Б) Стандартизованная обработка полученного материала.
В) Полуколичественный анализ материала (при этом выраженности и (или) распространенности того или иного несовместимого с жизнью танатогенетического признака придается значение от 0 до 1, т.е. определение танатогенетического коэффициента. Например, при изучении сердца ТК вычисляется так: относительная площадь препаратов с изменениями, характерными для сердечного танатогенеза (распространенная фрагментация, миоцитолиз, глыбчатый распад, инфарцирование и проч.) с учетом возможных дробных значений фиксируется как соответсвующая доля от единицы).
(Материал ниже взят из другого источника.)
//! Backend-agnostic resource constraints

use serde::{Deserialize, Serialize};
use std::fmt;
use std::str::FromStr;

use crate::error::ProvisionError;

/// Prefix marking an excluded entry in the string form of a signed list.
pub const EXCLUSION_MARKER: char = '^';

/// Names of the constraints a [`ConstraintSet`] can carry
#[derive(Debug, Clone, Copy, PartialEq, Eq, Hash, PartialOrd, Ord, Serialize, Deserialize)]
#[serde(rename_all = "kebab-case")]
pub enum ConstraintName {
    Arch,
    CpuCores,
    CpuPower,
    Mem,
    InstanceType,
    Tags,
    Spaces,
}

impl ConstraintName {
    pub const ALL: [ConstraintName; 7] = [
        ConstraintName::Arch,
        ConstraintName::CpuCores,
        ConstraintName::CpuPower,
        ConstraintName::Mem,
        ConstraintName::InstanceType,
        ConstraintName::Tags,
        ConstraintName::Spaces,
    ];

    pub fn as_str(&self) -> &'static str {
        match self {
            ConstraintName::Arch => "arch",
            ConstraintName::CpuCores => "cpu-cores",
            ConstraintName::CpuPower => "cpu-power",
            ConstraintName::Mem => "mem",
            ConstraintName::InstanceType => "instance-type",
            ConstraintName::Tags => "tags",
            ConstraintName::Spaces => "spaces",
        }
    }
}

impl fmt::Display for ConstraintName {
    fn fmt(&self, f: &mut fmt::Formatter<'_>) -> fmt::Result {
        f.write_str(self.as_str())
    }
}

impl FromStr for ConstraintName {
    type Err = ProvisionError;

    fn from_str(s: &str) -> Result<Self, Self::Err> {
        ConstraintName::ALL
            .into_iter()
            .find(|name| name.as_str() == s)
            .ok_or_else(|| ProvisionError::UnsupportedConstraint(s.to_string()))
    }
}

/// One entry of a signed list: a value selected for or excluded from.
#[derive(Debug, Clone, PartialEq, Eq, Hash, Serialize, Deserialize)]
#[serde(try_from = "String", into = "String")]
pub struct SignedValue {
    value: String,
    excluded: bool,
}

impl SignedValue {
    pub fn include(value: impl Into<String>) -> Self {
        Self {
            value: value.into(),
            excluded: false,
        }
    }

    pub fn exclude(value: impl Into<String>) -> Self {
        Self {
            value: value.into(),
            excluded: true,
        }
    }

    /// Parse the marker-prefixed form (`"ssd"`, `"^ssd"`).
    ///
    /// Returns `None` for empty and marker-only entries.
    pub fn parse(raw: &str) -> Option<Self> {
        match raw.strip_prefix(EXCLUSION_MARKER) {
            Some("") => None,
            Some(value) => Some(Self::exclude(value)),
            None if raw.is_empty() => None,
            None => Some(Self::include(raw)),
        }
    }

    pub fn value(&self) -> &str {
        &self.value
    }

    pub fn is_excluded(&self) -> bool {
        self.excluded
    }
}

impl fmt::Display for SignedValue {
    fn fmt(&self, f: &mut fmt::Formatter<'_>) -> fmt::Result {
        if self.excluded {
            write!(f, "{}{}", EXCLUSION_MARKER, self.value)
        } else {
            f.write_str(&self.value)
        }
    }
}

impl TryFrom<String> for SignedValue {
    type Error = ProvisionError;

    fn try_from(raw: String) -> Result<Self, Self::Error> {
        SignedValue::parse(&raw)
            .ok_or_else(|| ProvisionError::InvalidRequest(format!("empty signed value {raw:?}")))
    }
}

impl From<SignedValue> for String {
    fn from(value: SignedValue) -> Self {
        value.to_string()
    }
}

/// Parse a marker-prefixed list, dropping empty and marker-only entries.
pub fn parse_signed_list<I, S>(raw: I) -> Vec<SignedValue>
where
    I: IntoIterator<Item = S>,
    S: AsRef<str>,
{
    raw.into_iter()
        .filter_map(|value| SignedValue::parse(value.as_ref()))
        .collect()
}

/// Split a signed list into (positives, negatives), keeping encounter order.
///
/// Entries with an empty value are dropped.
pub fn partition_signed(values: &[SignedValue]) -> (Vec<&str>, Vec<&str>) {
    let mut positives = Vec::new();
    let mut negatives = Vec::new();
    for value in values.iter().filter(|v| !v.value.is_empty()) {
        if value.excluded {
            negatives.push(value.value.as_str());
        } else {
            positives.push(value.value.as_str());
        }
    }
    (positives, negatives)
}

/// Abstract resource request
///
/// Every field is independently optional; `None` means "no preference",
/// which is different from `Some(0)`.
#[derive(Debug, Clone, Default, PartialEq, Eq, Serialize, Deserialize)]
#[serde(rename_all = "kebab-case")]
pub struct ConstraintSet {
    #[serde(default, skip_serializing_if = "Option::is_none")]
    pub arch: Option<String>,

    #[serde(default, skip_serializing_if = "Option::is_none")]
    pub cpu_cores: Option<u64>,

    /// Relative CPU power
    #[serde(default, skip_serializing_if = "Option::is_none")]
    pub cpu_power: Option<u64>,

    /// Memory in MiB
    #[serde(default, skip_serializing_if = "Option::is_none")]
    pub mem: Option<u64>,

    #[serde(default, skip_serializing_if = "Option::is_none")]
    pub instance_type: Option<String>,

    #[serde(default, skip_serializing_if = "Option::is_none")]
    pub tags: Option<Vec<SignedValue>>,

    #[serde(default, skip_serializing_if = "Option::is_none")]
    pub spaces: Option<Vec<SignedValue>>,
}

impl ConstraintSet {
    pub fn new() -> Self {
        Self::default()
    }

    pub fn with_arch(mut self, arch: impl Into<String>) -> Self {
        self.arch = Some(arch.into());
        self
    }

    pub fn with_cpu_cores(mut self, cores: u64) -> Self {
        self.cpu_cores = Some(cores);
        self
    }

    pub fn with_cpu_power(mut self, power: u64) -> Self {
        self.cpu_power = Some(power);
        self
    }

    pub fn with_mem(mut self, mem: u64) -> Self {
        self.mem = Some(mem);
        self
    }

    pub fn with_instance_type(mut self, instance_type: impl Into<String>) -> Self {
        self.instance_type = Some(instance_type.into());
        self
    }

    /// Set tags from their marker-prefixed string form.
    pub fn with_tags<I, S>(mut self, tags: I) -> Self
    where
        I: IntoIterator<Item = S>,
        S: AsRef<str>,
    {
        self.tags = Some(parse_signed_list(tags));
        self
    }

    /// Set spaces from their marker-prefixed string form.
    pub fn with_spaces<I, S>(mut self, spaces: I) -> Self
    where
        I: IntoIterator<Item = S>,
        S: AsRef<str>,
    {
        self.spaces = Some(parse_signed_list(spaces));
        self
    }

    /// Whether `name` carries a non-empty value.
    pub fn has(&self, name: ConstraintName) -> bool {
        !self.values(name).is_empty()
    }

    /// The string values held for `name`, for vocabulary checks.
    ///
    /// Scalars yield at most one value, signed lists yield their bare values.
    pub fn values(&self, name: ConstraintName) -> Vec<String> {
        let signed = |list: &Option<Vec<SignedValue>>| -> Vec<String> {
            list.iter()
                .flatten()
                .map(|v| v.value().to_string())
                .collect()
        };
        match name {
            ConstraintName::Arch => self.arch.iter().cloned().collect(),
            ConstraintName::CpuCores => self.cpu_cores.iter().map(u64::to_string).collect(),
            ConstraintName::CpuPower => self.cpu_power.iter().map(u64::to_string).collect(),
            ConstraintName::Mem => self.mem.iter().map(u64::to_string).collect(),
            ConstraintName::InstanceType => self.instance_type.iter().cloned().collect(),
            ConstraintName::Tags => signed(&self.tags),
            ConstraintName::Spaces => signed(&self.spaces),
        }
    }

    /// Clear `name`, as if it had never been set.
    pub fn without(mut self, name: ConstraintName) -> Self {
        match name {
            ConstraintName::Arch => self.arch = None,
            ConstraintName::CpuCores => self.cpu_cores = None,
            ConstraintName::CpuPower => self.cpu_power = None,
            ConstraintName::Mem => self.mem = None,
            ConstraintName::InstanceType => self.instance_type = None,
            ConstraintName::Tags => self.tags = None,
            ConstraintName::Spaces => self.spaces = None,
        }
        self
    }
}

impl fmt::Display for ConstraintSet {
    fn fmt(&self, f: &mut fmt::Formatter<'_>) -> fmt::Result {
        let join = |list: &[SignedValue]| {
            list.iter()
                .map(SignedValue::to_string)
                .collect::<Vec<_>>()
                .join(",")
        };
        let mut parts = Vec::new();
        if let Some(arch) = &self.arch {
            parts.push(format!("arch={arch}"));
        }
        if let Some(cores) = self.cpu_cores {
            parts.push(format!("cpu-cores={cores}"));
        }
        if let Some(power) = self.cpu_power {
            parts.push(format!("cpu-power={power}"));
        }
        if let Some(mem) = self.mem {
            parts.push(format!("mem={mem}M"));
        }
        if let Some(instance_type) = &self.instance_type {
            parts.push(format!("instance-type={instance_type}"));
        }
        if let Some(tags) = &self.tags {
            parts.push(format!("tags={}", join(tags)));
        }
        if let Some(spaces) = &self.spaces {
            parts.push(format!("spaces={}", join(spaces)));
        }
        f.write_str(&parts.join(" "))
    }
}
//! Storage argument for the acquire call

use fleetprov_provider::ParameterSet;
use serde::{Deserialize, Serialize};

/// Extra disk requested together with a node
#[derive(Debug, Clone, Default, PartialEq, Eq, Serialize, Deserialize)]
pub struct VolumeInfo {
    pub name: Option<String>,

    pub size_gb: u64,

    #[serde(default)]
    pub tags: Vec<String>,
}

impl VolumeInfo {
    pub fn new(size_gb: u64) -> Self {
        Self {
            size_gb,
            ..Default::default()
        }
    }

    pub fn named(mut self, name: impl Into<String>) -> Self {
        self.name = Some(name.into());
        self
    }

    pub fn with_tags<I, S>(mut self, tags: I) -> Self
    where
        I: IntoIterator<Item = S>,
        S: Into<String>,
    {
        self.tags = tags.into_iter().map(Into::into).collect();
        self
    }

    /// `[name:]size[(tag,tag)]`
    fn to_param(&self) -> String {
        let mut param = String::new();
        if let Some(name) = self.name.as_deref().filter(|n| !n.is_empty()) {
            param.push_str(name);
            param.push(':');
        }
        param.push_str(&self.size_gb.to_string());
        if !self.tags.is_empty() {
            param.push_str(&format!("({})", self.tags.join(",")));
        }
        param
    }
}

/// Encode volumes as the `storage` acquire argument.
///
/// e.g. `storage=root:0(ssd),data:20(magnetic,5400rpm),45`
pub fn add_storage(params: &mut ParameterSet, volumes: &[VolumeInfo]) {
    if volumes.is_empty() {
        return;
    }
    let encoded: Vec<String> = volumes.iter().map(VolumeInfo::to_param).collect();
    params.add("storage", encoded.join(","));
}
Г) Внесение поправок на недостатки изъятия материала и его обработки. Например, если имеется недостаток фрагментов то го же миокарда, то за единицу принимается общее их количество. Если не имеется репрезентативного набора фрагментов мозга, то ТК для мозга не устанавливается.
Д) Ранжирование суммированных ТК по органам и их по величине,
Е) Перевод формализованных значений ТК на естественный язык путем присвоения им модальных имен. МИ присваиваются согласно положений модальной логики таким образом: 0- «невероятно (невозможно)», 0-0,25 –«маловероятно», 0,25- 0,5 – «возможно, но менее вероятно», 0,5-0,75 «возможно и более вероятно», 0,75 – 1 –высоко вероятно, 1 –достоверно.
Ж) Формулировка танатогенетического суждения с учетом ТК и МИ.
При необходимости дополнение исследования планиметрическими данными (наиболее важно в случаях малой выраженности танатологически значимых изменений и их рассеянного характера).